Characterization of a phospholipid adduct formed in Sprague Dawley rats by chloroform metabolism: NMR studies.

The formation of a covalent adduct to a single phospholipid by the oxidative chloroform metabolite, phosgene, is demonstrated in liver mitochondria of phenobarbital-pretreated Sprague Dawley (SD) rats treated with CHCl3. The densitometric analysis of the phosphorus stained extracted phospholipids showed that the formation of this adduct in liver mitochondria is accompanied by a decrease of phosphatidylethanolamine and cardiolipin. The characterization of this adduct was performed with a multinuclear NMR approach by comparison with the decreased phospholipids. Treatment of rats with [13C]chloroform resulted in an intense 13C NMR peak from either an esteric or amidic carbonyl.
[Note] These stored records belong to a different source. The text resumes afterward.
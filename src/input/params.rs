//! Per-tool parameters and the active tool selection.

use super::tool::ToolKind;
use crate::draw::{Color, color::BLACK};
use serde::Serialize;

/// Inclusive bounds and starting value of one slider-backed parameter.
#[derive(Debug, Clone, Copy, PartialEq, Eq)]
pub struct ParameterRange {
    pub min: u32,
    pub max: u32,
    pub default: u32,
}

impl ParameterRange {
    /// Clamps an arbitrary input into the range, rounding to whole pixels.
    ///
    /// NaN maps to the lower bound.
    pub fn clamp(&self, value: f64) -> u32 {
        if value.is_nan() {
            return self.min;
        }
        value.round().clamp(self.min as f64, self.max as f64) as u32
    }
}

pub const BRUSH_THICKNESS: ParameterRange = ParameterRange {
    min: 1,
    max: 15,
    default: 3,
};

pub const ERASER_THICKNESS: ParameterRange = ParameterRange {
    min: 5,
    max: 30,
    default: 10,
};

/// Shared by circle, square and triangle.
pub const SHAPE_SIZE: ParameterRange = ParameterRange {
    min: 20,
    max: 100,
    default: 50,
};

/// Stored parameter values, one numeric value per tool family plus one color.
///
/// Each value is only ever written through its own tool kind, so editing one
/// never disturbs another.
#[derive(Debug, Clone, Copy, PartialEq, Serialize)]
pub struct ToolParameters {
    pub brush_thickness: u32,
    pub eraser_thickness: u32,
    pub shape_size: u32,
    /// Color used by the brush and the shapes (not the eraser)
    pub color: Color,
}

impl Default for ToolParameters {
    fn default() -> Self {
        Self {
            brush_thickness: BRUSH_THICKNESS.default,
            eraser_thickness: ERASER_THICKNESS.default,
            shape_size: SHAPE_SIZE.default,
            color: BLACK,
        }
    }
}

impl ToolParameters {
    /// Range governing the numeric parameter of `kind`.
    pub fn range(kind: ToolKind) -> ParameterRange {
        match kind {
            ToolKind::Brush => BRUSH_THICKNESS,
            ToolKind::Eraser => ERASER_THICKNESS,
            ToolKind::Circle | ToolKind::Square | ToolKind::Triangle => SHAPE_SIZE,
        }
    }

    /// Thickness for brush/eraser, size for the shapes.
    pub fn value(&self, kind: ToolKind) -> u32 {
        match kind {
            ToolKind::Brush => self.brush_thickness,
            ToolKind::Eraser => self.eraser_thickness,
            ToolKind::Circle | ToolKind::Square | ToolKind::Triangle => self.shape_size,
        }
    }

    fn slot_mut(&mut self, kind: ToolKind) -> &mut u32 {
        match kind {
            ToolKind::Brush => &mut self.brush_thickness,
            ToolKind::Eraser => &mut self.eraser_thickness,
            ToolKind::Circle | ToolKind::Square | ToolKind::Triangle => &mut self.shape_size,
        }
    }
}

/// Values the stroke renderer uses for the next draw action.
#[derive(Debug, Clone, Copy, PartialEq, Serialize)]
pub struct ToolSnapshot {
    pub kind: ToolKind,
    /// Thickness (brush, eraser) or size (shapes) in pixels
    pub value: u32,
    /// Shared picker color; the eraser ignores it
    pub color: Color,
}

/// Active tool plus the session-long parameter store.
#[derive(Debug, Clone)]
pub struct ToolState {
    active: ToolKind,
    params: ToolParameters,
}

impl Default for ToolState {
    fn default() -> Self {
        Self::new(ToolParameters::default())
    }
}

impl ToolState {
    /// Starts with the brush selected and the given parameters.
    pub fn new(params: ToolParameters) -> Self {
        Self {
            active: ToolKind::Brush,
            params,
        }
    }

    pub fn active(&self) -> ToolKind {
        self.active
    }

    pub fn parameters(&self) -> &ToolParameters {
        &self.params
    }

    /// Makes `kind` the active tool.
    ///
    /// Returns `false` when it was already active; parameters are never touched.
    pub fn select_tool(&mut self, kind: ToolKind) -> bool {
        if self.active == kind {
            return false;
        }
        log::debug!("Selected tool: {} (was {})", kind, self.active);
        self.active = kind;
        true
    }

    /// Stores a new numeric value for `kind`, clamped into its range.
    ///
    /// The parameter name is implied by the kind: thickness for brush and
    /// eraser, the shared size for the three shapes. Returns the committed value.
    pub fn set_parameter(&mut self, kind: ToolKind, value: f64) -> u32 {
        let range = ToolParameters::range(kind);
        let committed = range.clamp(value);
        if (committed as f64) != value {
            log::debug!(
                "{} value {} clamped to {} ({}-{})",
                kind,
                value,
                committed,
                range.min,
                range.max
            );
        }
        *self.params.slot_mut(kind) = committed;
        committed
    }

    /// Sets the color shared by the brush and the shapes.
    pub fn set_color(&mut self, color: Color) {
        self.params.color = color;
        log::debug!("Color set to {}", color.to_hex());
    }

    /// Returns the latest committed values for the active tool.
    pub fn active_snapshot(&self) -> ToolSnapshot {
        ToolSnapshot {
            kind: self.active,
            value: self.params.value(self.active),
            color: self.params.color,
        }
    }
}
//! Two-phase collaboration with the model.
//!
//! Phase 1 sends a reference artwork and receives head instructions, a body
//! fragment and leg instructions. Phase 2 sends those back and receives the
//! model's own complete figure.

pub mod markup;
pub mod orchestrator;
pub mod prompt;
pub mod relay;
pub mod sections;
pub mod types;


pub use markup::{MarkupExtraction, extract};
pub use orchestrator::{CollabLimits, Orchestrator};
pub use relay::{HttpRelay, Relay, RelayError, RelayRequest};
pub use sections::{StructureMismatch, parse};
pub use types::{
    CollabError, GenerationResult, OrchestrationState, OrchestratorState, PhaseStatus,
    PreconditionUnmet, Transition, VisionResult,
};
Very strong similarities in fatty acid composition were found between phosphatidylethanolamine and the phosgene-modified PL, using 13C and 1H NMR spectroscopy. A multiplet at 3.91 ppm coupled to a signal at 3.41 ppm was shown by two-dimensional 1H NMR in the adduct spectrum. This cross peak was interpreted as arising from the shifted resonances of the two PE head group methylene groups, due to the binding with phosgene. 31P spectrum of the adduct was identical to that of phosphatidylethanolamine. We concluded that the chloroform adduct is a modified phosphatidylethanolamine, with the phosgene-derived carbonyl bound to the amine of the head group.